Kepatutan, dulu ada kesempatan menjadi aparat negara dengan skema P3K, rekomendasi relatif aman, rekan-rekan mendukung karena ini kesempatan baik, dan posisi itu aman, karena kosong peminat. Toh tidak saya ambil karena jika masuk ke sana, mana bisa saya menulis dengan leluasa dan bebas. Salah satunya, saya tidak akan meludahi periuk saya sendiri. Untung tidak saya ambil, jika iya, saya lebih jorok dari babi dong.
Kadang orang tidak memikirkan sampai ke sana. Mengapa? Karena orang cenderung mengedepankan ego, kecepatan, dan kebersamaan. Padahal itu semua belum tentu pas dan baik jika mau merenungkannya lebih dalam lagi.
Anak-anak negeri ini layak bersikap demikian, lihat saja elit negeri ini, sangat biasa kentut di muka pemimpinnya seolah-olah baik-baik saja dan merasa itu tidak masalah. Â Rakyat biasa sangat santai memaki pemerintah namun antri BLT terdepan, pun BPJS dibayari negara tanpa malu-malu.
Miris sebenarnya. Mengapa bisa demikian?
Pendidikan, hanya berkutat pada kognisi, hafalan, tidak sampai kepada pengalaman, apalagi pengamalan. Berhenti pada tahu semata. Maling, korupsi saja tidak peduli dan merasa baik-baik saja. Jadi, meludahi piring sendiri sih mana duli.

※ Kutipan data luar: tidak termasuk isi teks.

use axum::response::Json;
use serde::Deserialize;
use serde_json::{json, Value};

use crate::database::businesses::BusinessStore;
use crate::error::ApiError;
use crate::middleware::OwnedBusiness;
use crate::validation::{self, Violations};

#[derive(Debug, Deserialize)]
pub struct IncomeRequest {
    pub year: Option<i64>,
    pub amount: Option<f64>,
}

/// POST /api/business/:id/income - record income for a year.
///
/// One record per year: posting an existing year replaces its amount.
/// The write is guarded by the row version so two overlapping requests
/// cannot silently drop each other's records.
pub async fn income_post(
    OwnedBusiness(mut business): OwnedBusiness,
    Json(payload): Json<IncomeRequest>,
) -> Result<Json<Value>, ApiError> {
    let mut v = Violations::new();
    validation::year(&mut v, "year", payload.year, true);
    validation::amount(&mut v, "amount", payload.amount, true);
    v.into_result()?;

    let year = payload.year.ok_or_else(|| ApiError::bad_request("Year is required"))? as i32;
    let amount = payload.amount.ok_or_else(|| ApiError::bad_request("Amount is required"))?;

    business.apply_income_record(year, amount);

    let store = BusinessStore::new().await?;
    let updated = store
        .save_collections(&business)
        .await?
        .ok_or_else(|| ApiError::conflict("Business profile was modified concurrently, please retry"))?;

    Ok(Json(json!({
        "success": true,
        "data": { "business": updated.to_api_json() }
    })))
}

Agama, identik dengan pendidikan, hanya berkutat  pada ritual dan hafalan. Kaya raya namun memperlakukan pegawai bak budak, padahal religius amat. Mereka tidak peduli. Label, pakaian agamis, namun perilaku bengis sangat mungkin mereka lakukan sekaligus.
Miris sebenarnya bernegara model demikian, tangan kanan tangan Tuhan dengan memberikan derma dan memuji Allah, tangan kiri mencekik sesama dan maling dengan suka cita. Munafik yang amat sangat dan dibungkus dengan jubah kesucian lamis semata.